What is required
Every line of the material is to be set down again without any change.

Provided data

++++++++

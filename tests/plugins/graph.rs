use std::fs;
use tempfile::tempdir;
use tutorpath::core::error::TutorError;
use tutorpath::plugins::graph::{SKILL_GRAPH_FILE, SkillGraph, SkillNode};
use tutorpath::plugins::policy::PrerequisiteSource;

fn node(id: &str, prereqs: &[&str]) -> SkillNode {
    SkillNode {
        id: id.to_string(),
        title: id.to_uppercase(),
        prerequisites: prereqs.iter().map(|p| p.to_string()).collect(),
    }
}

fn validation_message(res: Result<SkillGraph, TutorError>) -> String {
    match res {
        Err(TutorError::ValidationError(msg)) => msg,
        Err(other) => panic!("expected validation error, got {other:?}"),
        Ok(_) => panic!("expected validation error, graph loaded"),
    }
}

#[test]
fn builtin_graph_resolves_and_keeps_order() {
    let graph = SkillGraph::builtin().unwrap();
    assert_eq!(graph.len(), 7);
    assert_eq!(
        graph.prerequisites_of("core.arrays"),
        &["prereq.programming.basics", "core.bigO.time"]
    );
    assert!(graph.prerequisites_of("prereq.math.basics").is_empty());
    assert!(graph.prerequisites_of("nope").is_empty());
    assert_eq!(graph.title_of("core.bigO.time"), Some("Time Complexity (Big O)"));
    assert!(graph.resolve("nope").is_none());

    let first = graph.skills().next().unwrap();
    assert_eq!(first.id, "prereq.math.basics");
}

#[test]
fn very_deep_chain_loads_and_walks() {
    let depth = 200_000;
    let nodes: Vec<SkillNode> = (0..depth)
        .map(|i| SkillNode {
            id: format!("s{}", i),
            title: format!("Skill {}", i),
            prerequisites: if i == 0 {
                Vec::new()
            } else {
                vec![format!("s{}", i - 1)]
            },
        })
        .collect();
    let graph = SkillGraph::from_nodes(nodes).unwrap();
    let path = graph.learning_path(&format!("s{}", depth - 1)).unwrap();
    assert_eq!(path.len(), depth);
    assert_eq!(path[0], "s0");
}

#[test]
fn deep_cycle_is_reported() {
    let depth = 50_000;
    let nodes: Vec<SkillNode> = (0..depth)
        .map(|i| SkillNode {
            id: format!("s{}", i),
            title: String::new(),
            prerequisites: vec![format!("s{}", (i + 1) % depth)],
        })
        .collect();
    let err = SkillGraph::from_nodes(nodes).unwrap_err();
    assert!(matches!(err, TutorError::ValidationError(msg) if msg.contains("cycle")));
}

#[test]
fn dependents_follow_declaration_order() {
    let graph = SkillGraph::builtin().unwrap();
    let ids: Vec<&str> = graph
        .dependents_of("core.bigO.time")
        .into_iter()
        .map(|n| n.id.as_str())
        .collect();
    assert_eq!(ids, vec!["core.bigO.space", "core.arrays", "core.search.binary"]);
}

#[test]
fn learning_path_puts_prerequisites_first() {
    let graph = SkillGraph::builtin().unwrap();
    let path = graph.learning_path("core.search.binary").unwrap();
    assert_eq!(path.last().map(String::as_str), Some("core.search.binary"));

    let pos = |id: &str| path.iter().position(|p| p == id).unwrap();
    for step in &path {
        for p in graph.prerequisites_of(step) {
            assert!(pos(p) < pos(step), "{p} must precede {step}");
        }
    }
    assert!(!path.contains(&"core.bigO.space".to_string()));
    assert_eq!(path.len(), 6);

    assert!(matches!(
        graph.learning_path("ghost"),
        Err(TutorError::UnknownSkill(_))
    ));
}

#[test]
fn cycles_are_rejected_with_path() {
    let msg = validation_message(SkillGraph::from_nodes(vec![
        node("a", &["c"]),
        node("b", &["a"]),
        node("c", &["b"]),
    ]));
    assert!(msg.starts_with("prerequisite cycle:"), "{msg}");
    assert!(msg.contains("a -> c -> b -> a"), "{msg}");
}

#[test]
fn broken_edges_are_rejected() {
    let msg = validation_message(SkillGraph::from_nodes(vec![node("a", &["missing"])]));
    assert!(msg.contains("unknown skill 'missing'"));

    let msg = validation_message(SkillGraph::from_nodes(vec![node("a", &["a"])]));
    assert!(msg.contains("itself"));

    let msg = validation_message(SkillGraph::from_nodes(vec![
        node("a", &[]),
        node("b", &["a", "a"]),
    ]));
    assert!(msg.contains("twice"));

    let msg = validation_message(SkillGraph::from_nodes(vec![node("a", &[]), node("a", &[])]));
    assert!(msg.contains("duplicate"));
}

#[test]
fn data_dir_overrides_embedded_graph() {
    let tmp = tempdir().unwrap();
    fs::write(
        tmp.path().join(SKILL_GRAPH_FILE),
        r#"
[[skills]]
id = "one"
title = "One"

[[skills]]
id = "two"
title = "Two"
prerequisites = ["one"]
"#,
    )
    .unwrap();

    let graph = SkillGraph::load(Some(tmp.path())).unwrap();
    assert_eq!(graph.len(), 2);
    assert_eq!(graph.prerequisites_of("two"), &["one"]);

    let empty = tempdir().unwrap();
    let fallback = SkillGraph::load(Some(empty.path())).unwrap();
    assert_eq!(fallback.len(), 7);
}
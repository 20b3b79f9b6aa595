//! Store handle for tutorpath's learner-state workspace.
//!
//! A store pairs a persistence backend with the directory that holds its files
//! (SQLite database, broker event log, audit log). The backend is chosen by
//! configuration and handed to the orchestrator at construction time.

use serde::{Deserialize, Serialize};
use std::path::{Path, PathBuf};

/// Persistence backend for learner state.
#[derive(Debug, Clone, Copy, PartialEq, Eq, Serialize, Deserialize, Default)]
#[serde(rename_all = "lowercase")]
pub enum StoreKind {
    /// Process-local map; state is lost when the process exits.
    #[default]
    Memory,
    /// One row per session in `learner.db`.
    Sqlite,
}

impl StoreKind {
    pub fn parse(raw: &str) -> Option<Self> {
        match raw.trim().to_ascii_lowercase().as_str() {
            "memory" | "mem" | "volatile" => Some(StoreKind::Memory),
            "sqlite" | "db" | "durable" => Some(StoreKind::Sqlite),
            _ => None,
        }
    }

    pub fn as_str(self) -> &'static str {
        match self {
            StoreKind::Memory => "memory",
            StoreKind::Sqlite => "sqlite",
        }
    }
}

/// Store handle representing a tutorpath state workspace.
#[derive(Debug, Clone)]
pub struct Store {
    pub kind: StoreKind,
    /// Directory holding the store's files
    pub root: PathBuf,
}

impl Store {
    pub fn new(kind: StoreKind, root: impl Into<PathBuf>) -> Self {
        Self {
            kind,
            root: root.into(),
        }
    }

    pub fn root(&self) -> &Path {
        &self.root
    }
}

++++++++

Response for this exercise
filename tests/plugins/graph.rs
use std::fs;
use tempfile::tempdir;
use tutorpath::core::error::TutorError;
use tutorpath::plugins::graph::{SKILL_GRAPH_FILE, SkillGraph, SkillNode};
use tutorpath::plugins::policy::PrerequisiteSource;

fn node(id: &str, prereqs: &[&str]) -> SkillNode {
    SkillNode {
        id: id.to_string(),
        title: id.to_uppercase(),
        prerequisites: prereqs.iter().map(|p| p.to_string()).collect(),
    }
}

fn validation_message(res: Result<SkillGraph, TutorError>) -> String {
    match res {
        Err(TutorError::ValidationError(msg)) => msg,
        Err(other) => panic!("expected validation error, got {other:?}"),
        Ok(_) => panic!("expected validation error, graph loaded"),
    }
}

#[test]
fn builtin_graph_resolves_and_keeps_order() {
    let graph = SkillGraph::builtin().unwrap();
    assert_eq!(graph.len(), 7);
    assert_eq!(
        graph.prerequisites_of("core.arrays"),
        &["prereq.programming.basics", "core.bigO.time"]
    );
    assert!(graph.prerequisites_of("prereq.math.basics").is_empty());
    assert!(graph.prerequisites_of("nope").is_empty());
    assert_eq!(graph.title_of("core.bigO.time"), Some("Time Complexity (Big O)"));
    assert!(graph.resolve("nope").is_none());

    let first = graph.skills().next().unwrap();
    assert_eq!(first.id, "prereq.math.basics");
}

#[test]
fn very_deep_chain_loads_and_walks() {
    let depth = 200_000;
    let nodes: Vec<SkillNode> = (0..depth)
        .map(|i| SkillNode {
            id: format!("s{}", i),
            title: format!("Skill {}", i),
            prerequisites: if i == 0 {
                Vec::new()
            } else {
                vec![format!("s{}", i - 1)]
            },
        })
        .collect();
    let graph = SkillGraph::from_nodes(nodes).unwrap();
    let path = graph.learning_path(&format!("s{}", depth - 1)).unwrap();
    assert_eq!(path.len(), depth);
    assert_eq!(path[0], "s0");
}

#[test]
fn deep_cycle_is_reported() {
    let depth = 50_000;
    let nodes: Vec<SkillNode> = (0..depth)
        .map(|i| SkillNode {
            id: format!("s{}", i),
            title: String::new(),
            prerequisites: vec![format!("s{}", (i + 1) % depth)],
        })
        .collect();
    let err = SkillGraph::from_nodes(nodes).unwrap_err();
    assert!(matches!(err, TutorError::ValidationError(msg) if msg.contains("cycle")));
}

#[test]
fn dependents_follow_declaration_order() {
    let graph = SkillGraph::builtin().unwrap();
    let ids: Vec<&str> = graph
        .dependents_of("core.bigO.time")
        .into_iter()
        .map(|n| n.id.as_str())
        .collect();
    assert_eq!(ids, vec!["core.bigO.space", "core.arrays", "core.search.binary"]);
}

#[test]
fn learning_path_puts_prerequisites_first() {
    let graph = SkillGraph::builtin().unwrap();
    let path = graph.learning_path("core.search.binary").unwrap();
    assert_eq!(path.last().map(String::as_str), Some("core.search.binary"));

    let pos = |id: &str| path.iter().position(|p| p == id).unwrap();
    for step in &path {
        for p in graph.prerequisites_of(step) {
            assert!(pos(p) < pos(step), "{p} must precede {step}");
        }
    }
    assert!(!path.contains(&"core.bigO.space".to_string()));
    assert_eq!(path.len(), 6);

    assert!(matches!(
        graph.learning_path("ghost"),
        Err(TutorError::UnknownSkill(_))
    ));
}

#[test]
fn cycles_are_rejected_with_path() {
    let msg = validation_message(SkillGraph::from_nodes(vec![
        node("a", &["c"]),
        node("b", &["a"]),
        node("c", &["b"]),
    ]));
    assert!(msg.starts_with("prerequisite cycle:"), "{msg}");
    assert!(msg.contains("a -> c -> b -> a"), "{msg}");
}

#[test]
fn broken_edges_are_rejected() {
    let msg = validation_message(SkillGraph::from_nodes(vec![node("a", &["missing"])]));
    assert!(msg.contains("unknown skill 'missing'"));

    let msg = validation_message(SkillGraph::from_nodes(vec![node("a", &["a"])]));
    assert!(msg.contains("itself"));

    let msg = validation_message(SkillGraph::from_nodes(vec![
        node("a", &[]),
        node("b", &["a", "a"]),
    ]));
    assert!(msg.contains("twice"));

    let msg = validation_message(SkillGraph::from_nodes(vec![node("a", &[]), node("a", &[])]));
    assert!(msg.contains("duplicate"));
}

#[test]
fn data_dir_overrides_embedded_graph() {
    let tmp = tempdir().unwrap();
    fs::write(
        tmp.path().join(SKILL_GRAPH_FILE),
        r#"
[[skills]]
id = "one"
title = "One"

[[skills]]
id = "two"
title = "Two"
prerequisites = ["one"]
"#,
    )
    .unwrap();

    let graph = SkillGraph::load(Some(tmp.path())).unwrap();
    assert_eq!(graph.len(), 2);
    assert_eq!(graph.prerequisites_of("two"), &["one"]);

    let empty = tempdir().unwrap();
    let fallback = SkillGraph::load(Some(empty.path())).unwrap();
    assert_eq!(fallback.len(), 7);
}
repository 20b3b79f9b6aa595
//! Store handle for tutorpath's learner-state workspace.
//!
//! A store pairs a persistence backend with the directory that holds its files
//! (SQLite database, broker event log, audit log). The backend is chosen by
//! configuration and handed to the orchestrator at construction time.

use serde::{Deserialize, Serialize};
use std::path::{Path, PathBuf};

/// Persistence backend for learner state.
#[derive(Debug, Clone, Copy, PartialEq, Eq, Serialize, Deserialize, Default)]
#[serde(rename_all = "lowercase")]
pub enum StoreKind {
    /// Process-local map; state is lost when the process exits.
    #[default]
    Memory,
    /// One row per session in `learner.db`.
    Sqlite,
}

impl StoreKind {
    pub fn parse(raw: &str) -> Option<Self> {
        match raw.trim().to_ascii_lowercase().as_str() {
            "memory" | "mem" | "volatile" => Some(StoreKind::Memory),
            "sqlite" | "db" | "durable" => Some(StoreKind::Sqlite),
            _ => None,
        }
    }

    pub fn as_str(self) -> &'static str {
        match self {
            StoreKind::Memory => "memory",
            StoreKind::Sqlite => "sqlite",
        }
    }
}

/// Store handle representing a tutorpath state workspace.
#[derive(Debug, Clone)]
pub struct Store {
    pub kind: StoreKind,
    /// Directory holding the store's files
    pub root: PathBuf,
}

impl Store {
    pub fn new(kind: StoreKind, root: impl Into<PathBuf>) -> Self {
        Self {
            kind,
            root: root.into(),
        }
    }

    pub fn root(&self) -> &Path {
        &self.root
    }
}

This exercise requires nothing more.